- Education: University of Illinois Urbana-Champaign Bryn Mawr College
- Scientific career
- Workplaces: University of British Columbia Texas A&M University Stony Brook University Brookhaven National Laboratory University of Michigan Los Alamos National Laboratory
- Thesis: Effects of doping on the electronic properties of niobium triselenide (1988)

= Meigan Charlotte Aronson =

American-Canadian physicist

Meigan Charlotte Aronson is an American–Canadian physicist, professor and former dean of the Faculty of Science at the University of British Columbia. Her research looks to identify emerging phases (e.g., novel order) near a quantum phase transition.

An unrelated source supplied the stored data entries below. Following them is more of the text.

//! Price oracle interface and the decimal-normalizing adapter `Market` reads
//! through.
//!
//! `Market` never talks to a price feed directly — every reserve's price
//! lookup goes through [`PriceOracleAdapter`], which normalizes whatever
//! native precision the upstream feed uses down to the engine's fixed
//! 8-decimal convention and rejects stale quotes before they reach solvency
//! arithmetic. Grounded on the teacher's `price_aggregator` module, which
//! plays the same "external feed, normalized on read" role for the
//! controller's oracle cache.

use market_constants::PRICE_DECIMALS;
use market_errors::EngineError;
use market_structs::TokenId;
use primitive_types::U256;

/// A third-party price feed, external to this engine. Implementations may
/// wrap an on-chain aggregator, an HTTP price service, or (in tests) a
/// fixed table.
pub trait PriceOracle {
    /// Returns `(price, update_ts)` in the feed's own native decimals.
    fn get_price(&self, token: &TokenId) -> Result<(u128, u64), EngineError>;

    /// Decimal precision the feed's raw price is expressed in.
    fn native_decimals(&self, token: &TokenId) -> u32;
}

/// How old a quote may be, in seconds, before [`PriceOracleAdapter::price`]
/// rejects it with `OracleStale`.
#[derive(Debug, Clone, Copy)]
pub struct StalenessPolicy {
    pub max_age_secs: u64,
}

impl Default for StalenessPolicy {
    fn default() -> Self {
        Self { max_age_secs: 3_600 }
    }
}

/// Object-safe facade over [`PriceOracleAdapter`] so `market::Market` can take
/// a price source as `&dyn PriceSource` instead of being generic over the
/// concrete feed implementation (`Market` is otherwise free of type
/// parameters — see `SPEC_FULL.md` §9 "dynamic-dispatch surface").
pub trait PriceSource {
    fn price(&self, token: &TokenId, now: u64) -> Result<U256, EngineError>;
}

/// Normalizes an upstream [`PriceOracle`] to the engine's fixed 8-decimal
/// convention and enforces a staleness bound before handing a price to
/// solvency arithmetic.
pub struct PriceOracleAdapter<O> {
    inner: O,
    staleness: StalenessPolicy,
}

impl<O: PriceOracle> PriceOracleAdapter<O> {
    pub fn new(inner: O, staleness: StalenessPolicy) -> Self {
        Self { inner, staleness }
    }

    /// Returns the 8-decimal-normalized price for `token` at `now`, failing
    /// `PriceZero` on a zero quote and `OracleStale` if the feed's last
    /// update is older than the configured policy allows.
    pub fn price(&self, token: &TokenId, now: u64) -> Result<U256, EngineError> {
        let (raw, update_ts) = self.inner.get_price(token)?;
        if raw == 0 {
            return Err(EngineError::PriceZero(token.0.clone()));
        }
        if now.saturating_sub(update_ts) > self.staleness.max_age_secs {
            tracing::warn!(token = %token, update_ts, now, "oracle price stale");
            return Err(EngineError::OracleStale(token.0.clone()));
        }
        let native_decimals = self.inner.native_decimals(token);
        Ok(normalize(raw, native_decimals))
    }
}

impl<O: PriceOracle> PriceSource for PriceOracleAdapter<O> {
    fn price(&self, token: &TokenId, now: u64) -> Result<U256, EngineError> {
        self.price(token, now)
    }
}

/// `normalized = raw × 10^(8−d)` if `d ≤ 8`, else `raw / 10^(d−8)`.
fn normalize(raw: u128, native_decimals: u32) -> U256 {
    let raw = U256::from(raw);
    if native_decimals <= PRICE_DECIMALS {
        raw * market_constants::u256_pow10(PRICE_DECIMALS - native_decimals)
    } else {
        raw / market_constants::u256_pow10(native_decimals - PRICE_DECIMALS)
    }
}
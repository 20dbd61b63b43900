//! The nine user-facing operations (spec.md §4.6) plus the z-token transfer
//! surface layered over `ZTokenState` (spec.md §4.3, mediated through
//! `Market` since it alone holds `&mut ZTokenState` — see the module doc on
//! `z_token::ZTokenState`).
//!
//! Every operation here follows the same shape: a thin public wrapper
//! snapshots whatever reserve/z-token/debt state it is about to touch, calls
//! a private `try_*` that does the real work, and restores the snapshot if
//! `try_*` returns an error. This is `Market`'s stand-in for the reference
//! engine's whole-transaction revert (spec.md §7 "atomicity"): nothing here
//! has an external transaction log to roll back against, so each operation
//! rolls its own in-process state back by hand instead. The one genuinely
//! irreversible step in every `try_*` — the `AssetLedger` call that moves
//! base assets — is always ordered last, after every check that can fail has
//! already passed, so a rollback never needs to undo an external transfer.
//!
//! Grounded on the teacher's `lending_pool::endpoints` module for operation
//! shape and ordering, and `flash_mock`/`flash_loan` for the flash-loan
//! guard/callback/balance-check sequence.

use asset_ledger::AssetLedger;
use flash_loan::FlashLoanReceiver;
use market_errors::EngineError;
use market_events::{Event, EventSink};
use market_math::{FixedMath, SafeMath};
use market_structs::{ReserveIndex, TokenId, UserId};
use price_oracle::PriceSource;
use primitive_types::U256;

use crate::solvency::{seize_amount, ConstAccumulator};
use crate::Market;
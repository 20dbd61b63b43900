//! Numeric constants shared by every crate in the lending market engine.

use primitive_types::U256;

/// Fixed-point scale used by [`market_math::FixedMath`]: 27 decimals, matching the
/// reference engine's "ray" precision.
pub const SCALE_DECIMALS: u32 = 27;

/// `10^27`, as a `U256`. All reserve accumulators and rate fields live in this unit.
pub fn scale() -> U256 {
    u256_pow10(SCALE_DECIMALS)
}

/// Oracle prices are normalized to 8 decimals regardless of the upstream feed's
/// native precision.
pub const PRICE_DECIMALS: u32 = 8;

/// Internal normalization target for solvency arithmetic (collateral/required
/// value comparisons), expressed as decimals on top of the 8-decimal price.
pub const SOLVENCY_DECIMALS: u32 = 18;

/// Seconds in a reference (non-leap) year, used to annualize interest rates.
pub const SECONDS_PER_YEAR: u64 = 365 * 86_400;

/// `10^n` as a `U256`, used pervasively for decimal-boundary crossings.
pub fn u256_pow10(n: u32) -> U256 {
    U256::from(10u64).pow(U256::from(n))
}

== Early life and education ==
Aronson studied physics at Bryn Mawr College. She moved to the University of Illinois Urbana-Champaign for a PhD in physics. Her doctoral research considered the electronic properties of niobium triselenide. She was a postdoctoral researcher at Los Alamos National Laboratory, where she worked in condensed matter. She held a visiting position at the University of Amsterdam.

== Research and career ==
Aronson started her physics career at the University of Michigan as an assistant professor of physics. She was made professor in 2002, and associate dean in 2004. Aronson moved to Stony Brook University in 2007, where she was made professor. Alongside her position at Stony Brook, Aronson led the correlated electron materials section at Brookhaven National Laboratory. She joined Texas A&M University in 2015, where she spent three years before moving to the University of British Columbia.

Aronson studies the emerging physics of materials close to a quantum phase transition. She investigates how new physics emerges close to zero temperature.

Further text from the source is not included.